## Exercise
The whole listing is to be retyped exactly as it appears.

## Data
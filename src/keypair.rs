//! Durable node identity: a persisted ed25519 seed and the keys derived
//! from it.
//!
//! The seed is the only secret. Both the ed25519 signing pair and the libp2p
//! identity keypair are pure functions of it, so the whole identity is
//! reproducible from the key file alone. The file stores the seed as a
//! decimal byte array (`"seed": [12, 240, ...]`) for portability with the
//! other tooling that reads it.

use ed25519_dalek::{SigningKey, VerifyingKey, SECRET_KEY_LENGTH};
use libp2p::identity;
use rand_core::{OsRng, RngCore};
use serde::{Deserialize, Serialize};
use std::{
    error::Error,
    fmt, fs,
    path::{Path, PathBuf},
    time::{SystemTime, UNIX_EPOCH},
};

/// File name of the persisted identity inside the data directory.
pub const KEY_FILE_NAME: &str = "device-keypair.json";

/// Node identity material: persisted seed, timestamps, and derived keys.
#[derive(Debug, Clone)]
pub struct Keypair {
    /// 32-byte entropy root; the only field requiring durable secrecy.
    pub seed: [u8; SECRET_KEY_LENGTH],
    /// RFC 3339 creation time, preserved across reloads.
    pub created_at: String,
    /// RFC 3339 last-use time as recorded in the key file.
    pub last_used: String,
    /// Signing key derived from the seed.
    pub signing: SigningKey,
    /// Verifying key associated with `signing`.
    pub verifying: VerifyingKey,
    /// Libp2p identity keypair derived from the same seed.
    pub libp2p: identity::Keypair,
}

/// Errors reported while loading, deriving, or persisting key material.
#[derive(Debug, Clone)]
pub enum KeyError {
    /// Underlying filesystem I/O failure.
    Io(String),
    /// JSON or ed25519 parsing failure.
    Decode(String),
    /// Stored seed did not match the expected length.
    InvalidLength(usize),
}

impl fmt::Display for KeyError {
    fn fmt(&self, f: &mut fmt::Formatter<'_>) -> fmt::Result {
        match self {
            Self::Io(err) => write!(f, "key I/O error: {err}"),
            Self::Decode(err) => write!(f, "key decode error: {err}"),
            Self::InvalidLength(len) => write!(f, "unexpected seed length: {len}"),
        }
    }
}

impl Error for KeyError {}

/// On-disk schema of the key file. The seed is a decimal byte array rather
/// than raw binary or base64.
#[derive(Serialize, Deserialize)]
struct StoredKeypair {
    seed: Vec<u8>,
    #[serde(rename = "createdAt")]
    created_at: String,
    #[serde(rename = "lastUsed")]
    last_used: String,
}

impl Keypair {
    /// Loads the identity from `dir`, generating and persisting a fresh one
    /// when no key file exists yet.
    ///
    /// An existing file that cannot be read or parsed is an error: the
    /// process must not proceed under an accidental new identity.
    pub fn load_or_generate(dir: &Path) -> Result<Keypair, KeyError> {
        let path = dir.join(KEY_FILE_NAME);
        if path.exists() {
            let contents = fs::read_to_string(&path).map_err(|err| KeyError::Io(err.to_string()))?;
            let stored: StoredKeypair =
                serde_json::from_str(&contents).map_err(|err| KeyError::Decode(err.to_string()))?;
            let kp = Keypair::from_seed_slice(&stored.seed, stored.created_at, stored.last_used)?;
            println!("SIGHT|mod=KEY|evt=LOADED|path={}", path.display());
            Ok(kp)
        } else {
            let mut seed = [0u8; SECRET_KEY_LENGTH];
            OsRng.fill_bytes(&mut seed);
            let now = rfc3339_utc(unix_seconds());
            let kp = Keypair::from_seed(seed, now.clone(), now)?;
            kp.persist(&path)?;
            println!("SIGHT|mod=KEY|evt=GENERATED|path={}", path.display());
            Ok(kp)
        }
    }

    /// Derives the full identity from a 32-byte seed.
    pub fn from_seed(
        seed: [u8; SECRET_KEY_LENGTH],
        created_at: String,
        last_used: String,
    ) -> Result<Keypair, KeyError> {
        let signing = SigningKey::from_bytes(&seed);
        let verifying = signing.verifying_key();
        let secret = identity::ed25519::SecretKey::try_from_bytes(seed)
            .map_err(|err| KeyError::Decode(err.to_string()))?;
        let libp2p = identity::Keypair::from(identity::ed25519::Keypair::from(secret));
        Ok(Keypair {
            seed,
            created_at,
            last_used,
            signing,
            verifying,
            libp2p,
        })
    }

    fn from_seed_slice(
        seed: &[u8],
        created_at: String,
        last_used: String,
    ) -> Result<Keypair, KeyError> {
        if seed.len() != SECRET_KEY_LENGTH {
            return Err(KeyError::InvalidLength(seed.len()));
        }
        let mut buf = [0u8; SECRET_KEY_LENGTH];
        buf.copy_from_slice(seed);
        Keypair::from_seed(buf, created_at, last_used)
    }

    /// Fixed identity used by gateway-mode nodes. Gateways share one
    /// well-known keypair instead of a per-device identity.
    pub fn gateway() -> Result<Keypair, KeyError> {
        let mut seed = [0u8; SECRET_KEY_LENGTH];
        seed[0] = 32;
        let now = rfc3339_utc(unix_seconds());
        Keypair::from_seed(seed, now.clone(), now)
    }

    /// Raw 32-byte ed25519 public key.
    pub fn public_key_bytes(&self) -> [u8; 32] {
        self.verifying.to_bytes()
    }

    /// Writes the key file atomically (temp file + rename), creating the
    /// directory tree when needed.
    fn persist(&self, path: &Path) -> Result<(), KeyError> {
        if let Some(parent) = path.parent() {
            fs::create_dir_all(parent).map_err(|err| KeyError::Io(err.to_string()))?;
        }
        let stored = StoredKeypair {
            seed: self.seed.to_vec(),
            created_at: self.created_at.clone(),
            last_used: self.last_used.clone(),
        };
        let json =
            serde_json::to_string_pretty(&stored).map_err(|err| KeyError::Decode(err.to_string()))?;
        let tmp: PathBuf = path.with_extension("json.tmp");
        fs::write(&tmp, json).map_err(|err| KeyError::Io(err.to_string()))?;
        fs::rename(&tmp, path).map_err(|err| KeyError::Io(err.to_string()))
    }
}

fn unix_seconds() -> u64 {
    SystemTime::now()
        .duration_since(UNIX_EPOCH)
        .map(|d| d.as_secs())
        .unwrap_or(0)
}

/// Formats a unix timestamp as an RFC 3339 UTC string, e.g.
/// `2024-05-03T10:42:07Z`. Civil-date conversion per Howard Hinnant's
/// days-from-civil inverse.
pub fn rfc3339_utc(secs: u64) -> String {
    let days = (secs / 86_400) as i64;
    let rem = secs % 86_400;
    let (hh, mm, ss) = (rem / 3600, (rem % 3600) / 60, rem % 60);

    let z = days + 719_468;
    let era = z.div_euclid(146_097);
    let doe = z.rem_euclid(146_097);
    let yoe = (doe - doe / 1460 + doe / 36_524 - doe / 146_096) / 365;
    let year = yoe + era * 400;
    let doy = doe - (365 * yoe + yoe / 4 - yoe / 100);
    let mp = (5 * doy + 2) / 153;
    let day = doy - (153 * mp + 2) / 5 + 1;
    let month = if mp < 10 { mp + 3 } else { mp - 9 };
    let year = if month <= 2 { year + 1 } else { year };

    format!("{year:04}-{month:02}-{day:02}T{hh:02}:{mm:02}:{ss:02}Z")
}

## Written solution
filename src/keypair.rs
//! Durable node identity: a persisted ed25519 seed and the keys derived
//! from it.
//!
//! The seed is the only secret. Both the ed25519 signing pair and the libp2p
//! identity keypair are pure functions of it, so the whole identity is
//! reproducible from the key file alone. The file stores the seed as a
//! decimal byte array (`"seed": [12, 240, ...]`) for portability with the
//! other tooling that reads it.

use ed25519_dalek::{SigningKey, VerifyingKey, SECRET_KEY_LENGTH};
use libp2p::identity;
use rand_core::{OsRng, RngCore};
use serde::{Deserialize, Serialize};
use std::{
    error::Error,
    fmt, fs,
    path::{Path, PathBuf},
    time::{SystemTime, UNIX_EPOCH},
};

/// File name of the persisted identity inside the data directory.
pub const KEY_FILE_NAME: &str = "device-keypair.json";

/// Node identity material: persisted seed, timestamps, and derived keys.
#[derive(Debug, Clone)]
pub struct Keypair {
    /// 32-byte entropy root; the only field requiring durable secrecy.
    pub seed: [u8; SECRET_KEY_LENGTH],
    /// RFC 3339 creation time, preserved across reloads.
    pub created_at: String,
    /// RFC 3339 last-use time as recorded in the key file.
    pub last_used: String,
    /// Signing key derived from the seed.
    pub signing: SigningKey,
    /// Verifying key associated with `signing`.
    pub verifying: VerifyingKey,
    /// Libp2p identity keypair derived from the same seed.
    pub libp2p: identity::Keypair,
}

/// Errors reported while loading, deriving, or persisting key material.
#[derive(Debug, Clone)]
pub enum KeyError {
    /// Underlying filesystem I/O failure.
    Io(String),
    /// JSON or ed25519 parsing failure.
    Decode(String),
    /// Stored seed did not match the expected length.
    InvalidLength(usize),
}

impl fmt::Display for KeyError {
    fn fmt(&self, f: &mut fmt::Formatter<'_>) -> fmt::Result {
        match self {
            Self::Io(err) => write!(f, "key I/O error: {err}"),
            Self::Decode(err) => write!(f, "key decode error: {err}"),
            Self::InvalidLength(len) => write!(f, "unexpected seed length: {len}"),
        }
    }
}

impl Error for KeyError {}

/// On-disk schema of the key file. The seed is a decimal byte array rather
/// than raw binary or base64.
#[derive(Serialize, Deserialize)]
struct StoredKeypair {
    seed: Vec<u8>,
    #[serde(rename = "createdAt")]
    created_at: String,
    #[serde(rename = "lastUsed")]
    last_used: String,
}

impl Keypair {
    /// Loads the identity from `dir`, generating and persisting a fresh one
    /// when no key file exists yet.
    ///
    /// An existing file that cannot be read or parsed is an error: the
    /// process must not proceed under an accidental new identity.
    pub fn load_or_generate(dir: &Path) -> Result<Keypair, KeyError> {
        let path = dir.join(KEY_FILE_NAME);
        if path.exists() {
            let contents = fs::read_to_string(&path).map_err(|err| KeyError::Io(err.to_string()))?;
            let stored: StoredKeypair =
                serde_json::from_str(&contents).map_err(|err| KeyError::Decode(err.to_string()))?;
            let kp = Keypair::from_seed_slice(&stored.seed, stored.created_at, stored.last_used)?;
            println!("SIGHT|mod=KEY|evt=LOADED|path={}", path.display());
            Ok(kp)
        } else {
            let mut seed = [0u8; SECRET_KEY_LENGTH];
            OsRng.fill_bytes(&mut seed);
            let now = rfc3339_utc(unix_seconds());
            let kp = Keypair::from_seed(seed, now.clone(), now)?;
            kp.persist(&path)?;
            println!("SIGHT|mod=KEY|evt=GENERATED|path={}", path.display());
            Ok(kp)
        }
    }

    /// Derives the full identity from a 32-byte seed.
    pub fn from_seed(
        seed: [u8; SECRET_KEY_LENGTH],
        created_at: String,
        last_used: String,
    ) -> Result<Keypair, KeyError> {
        let signing = SigningKey::from_bytes(&seed);
        let verifying = signing.verifying_key();
        let secret = identity::ed25519::SecretKey::try_from_bytes(seed)
            .map_err(|err| KeyError::Decode(err.to_string()))?;
        let libp2p = identity::Keypair::from(identity::ed25519::Keypair::from(secret));
        Ok(Keypair {
            seed,
            created_at,
            last_used,
            signing,
            verifying,
            libp2p,
        })
    }

    fn from_seed_slice(
        seed: &[u8],
        created_at: String,
        last_used: String,
    ) -> Result<Keypair, KeyError> {
        if seed.len() != SECRET_KEY_LENGTH {
            return Err(KeyError::InvalidLength(seed.len()));
        }
        let mut buf = [0u8; SECRET_KEY_LENGTH];
        buf.copy_from_slice(seed);
        Keypair::from_seed(buf, created_at, last_used)
    }

    /// Fixed identity used by gateway-mode nodes. Gateways share one
    /// well-known keypair instead of a per-device identity.
    pub fn gateway() -> Result<Keypair, KeyError> {
        let mut seed = [0u8; SECRET_KEY_LENGTH];
        seed[0] = 32;
        let now = rfc3339_utc(unix_seconds());
        Keypair::from_seed(seed, now.clone(), now)
    }

    /// Raw 32-byte ed25519 public key.
    pub fn public_key_bytes(&self) -> [u8; 32] {
        self.verifying.to_bytes()
    }

    /// Writes the key file atomically (temp file + rename), creating the
    /// directory tree when needed.
    fn persist(&self, path: &Path) -> Result<(), KeyError> {
        if let Some(parent) = path.parent() {
            fs::create_dir_all(parent).map_err(|err| KeyError::Io(err.to_string()))?;
        }
        let stored = StoredKeypair {
            seed: self.seed.to_vec(),
            created_at: self.created_at.clone(),
            last_used: self.last_used.clone(),
        };
        let json =
            serde_json::to_string_pretty(&stored).map_err(|err| KeyError::Decode(err.to_string()))?;
        let tmp: PathBuf = path.with_extension("json.tmp");
        fs::write(&tmp, json).map_err(|err| KeyError::Io(err.to_string()))?;
        fs::rename(&tmp, path).map_err(|err| KeyError::Io(err.to_string()))
    }
}

fn unix_seconds() -> u64 {
    SystemTime::now()
        .duration_since(UNIX_EPOCH)
        .map(|d| d.as_secs())
        .unwrap_or(0)
}

/// Formats a unix timestamp as an RFC 3339 UTC string, e.g.
/// `2024-05-03T10:42:07Z`. Civil-date conversion per Howard Hinnant's
/// days-from-civil inverse.
pub fn rfc3339_utc(secs: u64) -> String {
    let days = (secs / 86_400) as i64;
    let rem = secs % 86_400;
    let (hh, mm, ss) = (rem / 3600, (rem % 3600) / 60, rem % 60);

    let z = days + 719_468;
    let era = z.div_euclid(146_097);
    let doe = z.rem_euclid(146_097);
    let yoe = (doe - doe / 1460 + doe / 36_524 - doe / 146_096) / 365;
    let year = yoe + era * 400;
    let doy = doe - (365 * yoe + yoe / 4 - yoe / 100);
    let mp = (5 * doy + 2) / 153;
    let day = doy - (153 * mp + 2) / 5 + 1;
    let month = if mp < 10 { mp + 3 } else { mp - 9 };
    let year = if month <= 2 { year + 1 } else { year };

    format!("{year:04}-{month:02}-{day:02}T{hh:02}:{mm:02}:{ss:02}Z")
}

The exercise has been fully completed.